Zatrzymują nas przed małym domkiem o drewnianym ganeczku i małych, merlą od wewnątrz zasłoniętych okienkach. W jednej połowie tego domu mieszka naczelnik łagru z liczna rodziną, w drugiej mieści się kancelaria obozu.

Opętane, dwie godziny wytrzymali nas przed tym urzędem. W mglistym kapuśniaczku, wymęczone, głodne, ledwo żywe. A potem na spanie posłali nas jak stado krów – do obory. Dosłownie! Tyle, że w oborze tej my byłyśmy pierwszym bydłem.

Nic innego być krową w Rosji! Wątpię, czy wielu ludzi na wolności miało w tym kraju tyle przestrzeni do spania, co my, tej pierwszej nocy. Wykończona właśnie stajnia jest olbrzymia, a długa tak, że się wprost gubi w perspektywie.

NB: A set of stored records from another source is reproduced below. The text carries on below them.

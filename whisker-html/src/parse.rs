use std::sync::LazyLock;

use regex::Regex;

use crate::charref::parse_char_ref;
use crate::error::ParseError;
use crate::scanner::Scanner;
use crate::tohtml::is_void_element;
use crate::tree::{Attrs, Node, Tag, SPECIALS_KEY};

/// How character data is tokenized.
#[derive(Debug, Clone, Copy, PartialEq, Eq)]
pub enum TextMode {
    Data,
    /// Inside `<textarea>` or `<title>`: character references but no tags.
    Rcdata,
}

/// Where in the markup a template-tag callback is being consulted.
#[derive(Debug, Clone, Copy, PartialEq, Eq)]
pub enum TagPosition {
    Element,
    InStartTag,
    InAttribute,
    InRcdata,
}

/// Callback that recognizes template tags at the scanner position.
///
/// It peeks first; returning `Ok(None)` without advancing means "not mine".
/// It may also consume input and still return `Ok(None)` (comments).
pub type SpecialHook<'h> =
    dyn Fn(&mut Scanner, TagPosition, TextMode) -> Result<Option<Node>, ParseError> + 'h;

/// Predicate that stops content parsing before the current position.
pub type StopHook<'h> = dyn Fn(&Scanner) -> bool + 'h;

pub struct FragmentOptions<'x> {
    pub text_mode: TextMode,
    pub should_stop: Option<&'x StopHook<'x>>,
    pub special: Option<&'x SpecialHook<'x>>,
}

impl Default for FragmentOptions<'_> {
    fn default() -> Self {
        FragmentOptions {
            text_mode: TextMode::Data,
            should_stop: None,
            special: None,
        }
    }
}

static TAG_NAME_RE: LazyLock<Regex> =
    LazyLock::new(|| Regex::new(r"^[a-zA-Z][a-zA-Z0-9-]*").unwrap());
static ATTR_NAME_RE: LazyLock<Regex> =
    LazyLock::new(|| Regex::new(r#"^[^\s=/"'<>{}]+"#).unwrap());
static OPEN_TAG_RE: LazyLock<Regex> = LazyLock::new(|| Regex::new(r"^<[a-zA-Z]").unwrap());

/// Parse a run of HTML content items at the scanner position.
pub fn parse_fragment(
    scanner: &mut Scanner,
    opts: &FragmentOptions,
) -> Result<Vec<Node>, ParseError> {
    match opts.text_mode {
        TextMode::Data => parse_content(scanner, opts, None),
        TextMode::Rcdata => parse_rcdata(scanner, opts, None),
    }
}

fn is_rcdata_element(name: &str) -> bool {
    name.eq_ignore_ascii_case("textarea") || name.eq_ignore_ascii_case("title")
}

fn parse_content(
    scanner: &mut Scanner,
    opts: &FragmentOptions,
    enclosing: Option<&str>,
) -> Result<Vec<Node>, ParseError> {
    let mut items: Vec<Node> = Vec::new();
    loop {
        if let Some(stop) = opts.should_stop {
            if stop(scanner) {
                match enclosing {
                    Some(name) => {
                        return Err(scanner.fatal(format!("Expected closing tag </{}>", name)))
                    }
                    None => return Ok(items),
                }
            }
        }
        if scanner.is_eof() {
            match enclosing {
                Some(name) => {
                    return Err(scanner.fatal(format!("Expected closing tag </{}>", name)))
                }
                None => return Ok(items),
            }
        }

        if let Some(hook) = opts.special {
            let before = scanner.pos;
            if let Some(node) = hook(scanner, TagPosition::Element, TextMode::Data)? {
                items.push(node);
                continue;
            }
            if scanner.pos != before {
                continue;
            }
        }

        let rest = scanner.rest();
        if rest.starts_with("<!--") {
            items.push(parse_comment(scanner)?);
            continue;
        }
        if rest.starts_with("</") {
            match enclosing {
                Some(name) => {
                    if let Some(len) = close_tag_len(scanner, name) {
                        scanner.advance(len);
                        return Ok(items);
                    }
                    return Err(scanner.fatal(format!("Expected closing tag </{}>", name)));
                }
                None => return Err(scanner.fatal("Unexpected HTML close tag")),
            }
        }
        if rest.starts_with("<!") {
            return Err(scanner.fatal("Unexpected <!"));
        }
        if OPEN_TAG_RE.is_match(rest) {
            let element = parse_element(scanner, opts)?;
            items.push(element);
            continue;
        }
        if rest.starts_with('&') {
            if let Some(c) = parse_char_ref(scanner) {
                items.push(Node::CharRef(c));
                continue;
            }
        }

        let stop_braces = opts.special.is_some() || opts.should_stop.is_some();
        let text = take_content_text(scanner, stop_braces);
        push_text(&mut items, text);
    }
}

fn parse_rcdata(
    scanner: &mut Scanner,
    opts: &FragmentOptions,
    enclosing: Option<&str>,
) -> Result<Vec<Node>, ParseError> {
    let mut items: Vec<Node> = Vec::new();
    loop {
        if let Some(stop) = opts.should_stop {
            if stop(scanner) {
                match enclosing {
                    Some(name) => {
                        return Err(scanner.fatal(format!("Expected closing tag </{}>", name)))
                    }
                    None => return Ok(items),
                }
            }
        }
        if scanner.is_eof() {
            match enclosing {
                Some(name) => {
                    return Err(scanner.fatal(format!("Expected closing tag </{}>", name)))
                }
                None => return Ok(items),
            }
        }
        if let Some(name) = enclosing {
            if let Some(len) = close_tag_len(scanner, name) {
                scanner.advance(len);
                return Ok(items);
            }
        }

        if let Some(hook) = opts.special {
            let before = scanner.pos;
            if let Some(node) = hook(scanner, TagPosition::InRcdata, TextMode::Rcdata)? {
                items.push(node);
                continue;
            }
            if scanner.pos != before {
                continue;
            }
        }

        if scanner.rest().starts_with('&') {
            if let Some(c) = parse_char_ref(scanner) {
                items.push(Node::CharRef(c));
                continue;
            }
        }

        let stop_braces = opts.special.is_some() || opts.should_stop.is_some();
        let text = take_rcdata_text(scanner, stop_braces);
        push_text(&mut items, text);
    }
}

fn parse_comment(scanner: &mut Scanner) -> Result<Node, ParseError> {
    scanner.advance("<!--".len());
    let rest = scanner.rest();
    match rest.find("-->") {
        Some(idx) => {
            let text = rest[..idx].to_string();
            scanner.advance(idx + "-->".len());
            Ok(Node::Comment(text))
        }
        None => Err(scanner.fatal("Unclosed HTML comment")),
    }
}

fn parse_element(scanner: &mut Scanner, opts: &FragmentOptions) -> Result<Node, ParseError> {
    scanner.advance(1); // consume `<`
    let name = match scanner.take_re(&TAG_NAME_RE) {
        Some(n) => n.to_string(),
        None => return Err(scanner.fatal("Expected tag name")),
    };

    let mut attrs = Attrs::new();
    let mut specials: Vec<Node> = Vec::new();
    let mut self_closing = false;

    loop {
        skip_whitespace(scanner);
        if scanner.is_eof() {
            return Err(scanner.fatal(format!("Unclosed <{}> tag", name)));
        }
        if scanner.take_prefix("/>") {
            self_closing = true;
            break;
        }
        if scanner.take_prefix(">") {
            break;
        }

        if let Some(hook) = opts.special {
            let before = scanner.pos;
            if let Some(node) = hook(scanner, TagPosition::InStartTag, opts.text_mode)? {
                specials.push(node);
                continue;
            }
            if scanner.pos != before {
                continue;
            }
        }

        let attr_name = match scanner.take_re(&ATTR_NAME_RE) {
            Some(n) => n.to_string(),
            None => return Err(scanner.fatal("Expected attribute name")),
        };
        skip_whitespace(scanner);
        let value = if scanner.take_prefix("=") {
            skip_whitespace(scanner);
            parse_attr_value(scanner, opts)?
        } else {
            Node::Text(String::new())
        };
        attrs.set(attr_name, value);
    }

    if !specials.is_empty() {
        attrs.set(SPECIALS_KEY, Node::Seq(specials));
    }

    let children = if is_void_element(&name) || self_closing {
        Vec::new()
    } else if is_rcdata_element(&name) {
        let child_opts = FragmentOptions {
            text_mode: TextMode::Rcdata,
            should_stop: opts.should_stop,
            special: opts.special,
        };
        parse_rcdata(scanner, &child_opts, Some(&name))?
    } else {
        parse_content(scanner, opts, Some(&name))?
    };

    Ok(Node::Tag(Tag {
        name,
        attrs,
        children,
    }))
}

fn parse_attr_value(scanner: &mut Scanner, opts: &FragmentOptions) -> Result<Node, ParseError> {
    if scanner.take_prefix("\"") {
        parse_quoted_value(scanner, opts, '"')
    } else if scanner.take_prefix("'") {
        parse_quoted_value(scanner, opts, '\'')
    } else {
        parse_unquoted_value(scanner, opts)
    }
}

fn parse_quoted_value(
    scanner: &mut Scanner,
    opts: &FragmentOptions,
    quote: char,
) -> Result<Node, ParseError> {
    let mut parts: Vec<Node> = Vec::new();
    loop {
        match scanner.peek() {
            None => return Err(scanner.fatal("Unclosed attribute value")),
            Some(c) if c == quote => {
                scanner.advance(1);
                break;
            }
            _ => {}
        }

        if let Some(hook) = opts.special {
            let before = scanner.pos;
            if let Some(node) = hook(scanner, TagPosition::InAttribute, opts.text_mode)? {
                parts.push(node);
                continue;
            }
            if scanner.pos != before {
                continue;
            }
        }

        if scanner.rest().starts_with('&') {
            if let Some(c) = parse_char_ref(scanner) {
                parts.push(Node::CharRef(c));
                continue;
            }
        }

        let text = take_attr_text(scanner, Some(quote), opts.special.is_some());
        push_text(&mut parts, text);
    }
    Ok(normalize_value(parts))
}

fn parse_unquoted_value(
    scanner: &mut Scanner,
    opts: &FragmentOptions,
) -> Result<Node, ParseError> {
    let mut parts: Vec<Node> = Vec::new();
    loop {
        match scanner.peek() {
            None => break,
            Some(c) if c.is_whitespace() || c == '>' => break,
            Some('/') if scanner.rest().starts_with("/>") => break,
            _ => {}
        }

        if let Some(hook) = opts.special {
            let before = scanner.pos;
            if let Some(node) = hook(scanner, TagPosition::InAttribute, opts.text_mode)? {
                parts.push(node);
                continue;
            }
            if scanner.pos != before {
                continue;
            }
        }

        if scanner.rest().starts_with('&') {
            if let Some(c) = parse_char_ref(scanner) {
                parts.push(Node::CharRef(c));
                continue;
            }
        }

        let text = take_attr_text(scanner, None, opts.special.is_some());
        push_text(&mut parts, text);
    }
    if parts.is_empty() {
        return Err(scanner.fatal("Expected attribute value"));
    }
    Ok(normalize_value(parts))
}

fn normalize_value(mut parts: Vec<Node>) -> Node {
    match parts.len() {
        0 => Node::Text(String::new()),
        1 => parts.remove(0),
        _ => Node::Seq(parts),
    }
}

/// Length of `</name …>` at the scanner position, matched case-insensitively.
fn close_tag_len(scanner: &Scanner, name: &str) -> Option<usize> {
    let rest = scanner.rest();
    let after = rest.strip_prefix("</")?;
    let head = after.get(..name.len())?;
    if !head.eq_ignore_ascii_case(name) {
        return None;
    }
    let tail = &after[name.len()..];
    // the name must end here, not be a prefix of a longer one
    if tail
        .chars()
        .next()
        .is_some_and(|c| c.is_ascii_alphanumeric() || c == '-')
    {
        return None;
    }
    let ws = tail.len() - tail.trim_start().len();
    if tail[ws..].starts_with('>') {
        Some(2 + name.len() + ws + 1)
    } else {
        None
    }
}

fn skip_whitespace(scanner: &mut Scanner) {
    while scanner.peek().is_some_and(|c| c.is_whitespace()) {
        let c = scanner.peek().map(|c| c.len_utf8()).unwrap_or(1);
        scanner.advance(c);
    }
}

fn push_text(items: &mut Vec<Node>, text: &str) {
    if text.is_empty() {
        return;
    }
    if let Some(Node::Text(prev)) = items.last_mut() {
        prev.push_str(text);
    } else {
        items.push(Node::Text(text.to_string()));
    }
}

/// Consume a text run. Always consumes at least one character; later
/// characters stop before `&`, markup-starting `<`, and (when template tags
/// are live) `{{`.
fn take_content_text<'a>(scanner: &mut Scanner<'a>, stop_braces: bool) -> &'a str {
    let rest = scanner.rest();
    let bytes = rest.as_bytes();
    let mut i = 0;
    while i < bytes.len() {
        if i > 0 {
            let b = bytes[i];
            if b == b'&' {
                break;
            }
            if b == b'<'
                && bytes
                    .get(i + 1)
                    .is_some_and(|c| c.is_ascii_alphabetic() || *c == b'/' || *c == b'!')
            {
                break;
            }
            if stop_braces && b == b'{' && bytes.get(i + 1) == Some(&b'{') {
                break;
            }
        }
        i += 1;
    }
    let text = &rest[..i];
    scanner.advance(i);
    text
}

fn take_rcdata_text<'a>(scanner: &mut Scanner<'a>, stop_braces: bool) -> &'a str {
    let rest = scanner.rest();
    let bytes = rest.as_bytes();
    let mut i = 0;
    while i < bytes.len() {
        if i > 0 {
            let b = bytes[i];
            if b == b'&' {
                break;
            }
            if b == b'<' && bytes.get(i + 1) == Some(&b'/') {
                break;
            }
            if stop_braces && b == b'{' && bytes.get(i + 1) == Some(&b'{') {
                break;
            }
        }
        i += 1;
    }
    let text = &rest[..i];
    scanner.advance(i);
    text
}

fn take_attr_text<'a>(
    scanner: &mut Scanner<'a>,
    quote: Option<char>,
    stop_braces: bool,
) -> &'a str {
    let rest = scanner.rest();
    let mut end = rest.len();
    for (i, c) in rest.char_indices() {
        if i == 0 {
            continue;
        }
        let stop = match quote {
            Some(q) => c == q || c == '&' || (stop_braces && rest[i..].starts_with("{{")),
            None => {
                c.is_whitespace()
                    || c == '>'
                    || c == '&'
                    || rest[i..].starts_with("/>")
                    || (stop_braces && rest[i..].starts_with("{{"))
            }
        };
        if stop {
            end = i;
            break;
        }
    }
    let text = &rest[..end];
    scanner.advance(end);
    text
}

W nowych żłobach leżą jeszcze sosnowe wióry i całe mroczne wnętrze stajni pachnie kwaskowato lekko przewiędłą już zielenią, którą zamiast ściółki zwalono tu dla nas wzdłuż żłobów. Jest to ta tutejsza ni to wierzba, ni wiklina zarastająca brzegi i urwiska nadbrzeżne – soczysty, sinozielony chwast, który zamiast słomy ściele się pod bydło. Mniejsza z tym, że to łykowate i twarde i że idzie od tego zielna wilgoć zwalonych w grubej warstwie świeżych witek. Po betonie cel, które znają dobrze nasze kości, nie przestraszy nas chłód liści! Najważniejsze jest to, że za oknami, których tu pełno wzdłuż żłobów, świat ciągle jeszcze udaje, że będzie noc, że w olbrzymiej oborze ginie wrzask i śmiech – podnieconych pobliżem dozorców – Cyl i Zinek, że będzie można na mokrym materacu rozprostować zmęczone stawy i że nareszcie dostaniemy jeść!

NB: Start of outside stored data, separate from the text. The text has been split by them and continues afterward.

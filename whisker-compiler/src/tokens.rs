use std::sync::LazyLock;

use regex::Regex;

use whisker_html::{ParseError, Scanner};

/// Classification of a JavaScript-style token in argument position.
#[derive(Debug, Clone, Copy, PartialEq, Eq)]
pub enum JsTokenKind {
    Identifier,
    Keyword,
    Boolean,
    Null,
    Number,
    Str,
    Punctuation,
}

#[derive(Debug, Clone, PartialEq)]
pub struct JsToken {
    pub kind: JsTokenKind,
    /// Raw source text, including quotes for strings.
    pub text: String,
}

static IDENTIFIER_RE: LazyLock<Regex> =
    LazyLock::new(|| Regex::new(r"^[a-zA-Z$_][a-zA-Z0-9$_]*").unwrap());
static NUMBER_RE: LazyLock<Regex> = LazyLock::new(|| {
    Regex::new(r"^(?:0[xX][0-9a-fA-F]+|[0-9]+\.?[0-9]*(?:[eE][+-]?[0-9]+)?|\.[0-9]+(?:[eE][+-]?[0-9]+)?)")
        .unwrap()
});

const KEYWORDS: &[&str] = &[
    "break",
    "case",
    "catch",
    "continue",
    "debugger",
    "default",
    "delete",
    "do",
    "else",
    "finally",
    "for",
    "function",
    "if",
    "in",
    "instanceof",
    "new",
    "return",
    "switch",
    "this",
    "throw",
    "try",
    "typeof",
    "var",
    "void",
    "while",
    "with",
];

const PUNCTUATION: &[char] = &[
    '-', '+', '*', '/', '%', '=', '<', '>', '!', '&', '|', '^', '~', '?', ':', ',', ';', '(', ')',
    '{', '}', '[', ']', '.',
];

/// Match an identifier name (identifier or keyword) at the start of `input`.
pub fn identifier_name(input: &str) -> Option<&str> {
    IDENTIFIER_RE.find(input).map(|m| m.as_str())
}

/// Classify the token at the scanner position without consuming it.
///
/// Returns `Ok(None)` when nothing token-like starts here. Unterminated
/// string literals are a hard error.
pub fn peek_js_token(scanner: &Scanner) -> Result<Option<JsToken>, ParseError> {
    let rest = scanner.rest();
    let Some(first) = rest.chars().next() else {
        return Ok(None);
    };

    if first == '"' || first == '\'' {
        let len = string_token_len(rest, first)
            .ok_or_else(|| scanner.fatal("Unterminated string literal"))?;
        return Ok(Some(JsToken {
            kind: JsTokenKind::Str,
            text: rest[..len].to_string(),
        }));
    }

    if let Some(m) = NUMBER_RE.find(rest) {
        return Ok(Some(JsToken {
            kind: JsTokenKind::Number,
            text: m.as_str().to_string(),
        }));
    }

    if let Some(name) = identifier_name(rest) {
        let kind = match name {
            "true" | "false" => JsTokenKind::Boolean,
            "null" => JsTokenKind::Null,
            _ if KEYWORDS.contains(&name) => JsTokenKind::Keyword,
            _ => JsTokenKind::Identifier,
        };
        return Ok(Some(JsToken {
            kind,
            text: name.to_string(),
        }));
    }

    if PUNCTUATION.contains(&first) {
        return Ok(Some(JsToken {
            kind: JsTokenKind::Punctuation,
            text: first.to_string(),
        }));
    }

    Ok(None)
}

/// Byte length of a quoted string token, or `None` if unterminated.
fn string_token_len(input: &str, quote: char) -> Option<usize> {
    let mut chars = input.char_indices();
    chars.next(); // opening quote
    let mut escaped = false;
    for (i, c) in chars {
        if escaped {
            escaped = false;
            continue;
        }
        match c {
            '\\' => escaped = true,
            c if c == quote => return Some(i + c.len_utf8()),
            _ => {}
        }
    }
    None
}

/// Numeric value of a number token.
pub fn number_value(text: &str) -> f64 {
    if let Some(hex) = text
        .strip_prefix("0x")
        .or_else(|| text.strip_prefix("0X"))
    {
        return u64::from_str_radix(hex, 16).map(|v| v as f64).unwrap_or(f64::NAN);
    }
    text.parse().unwrap_or(f64::NAN)
}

Komuś, kto nie był nigdy naprawdę głodny może się to, co powiem, wyda śmieszne. Kiedy w godzinę później trzymam w obu rękach mój bezcenny, własny, obity z emalii garnuszek z kilkoma łykami gorącego mleka, czuję, że mi do oczu napływają łzy. To śmieszne – prawda? Dziś kiedy sobie tę chwilę przypomnę wydaje mi się, że nie sam głód nawet był powodem tego wzruszenia. Zapach słodkiego, prażonego mleka – to przecie dzieciństwo, to bezpieczeństwo, sytość, dom… Czy możliwe, aby tamto najszczęśliwsze dziecko świata fuczące ufnie w znajomy garnuszek z obrazkiem i ta świerzbowata łachmaniarka pod biegunem – to była jedna i ta sama osoba? Nigdy sobie rozmyślnie na żadne rozczulanie się nad sobą nie pozwalałam dotąd… To idiotyzm w naszych warunkach… Ale wtedy słodka para gorącego mleka zaskoczyła mnie tak znienacka, że nie zdążyłam sobie niczego zakazać. Trzymam w brudnych rękach brudny po „tiuremnych czajach” darowany mi na celi garnuszek i aż mnie gardło boli od wstrzymywanego płaczu.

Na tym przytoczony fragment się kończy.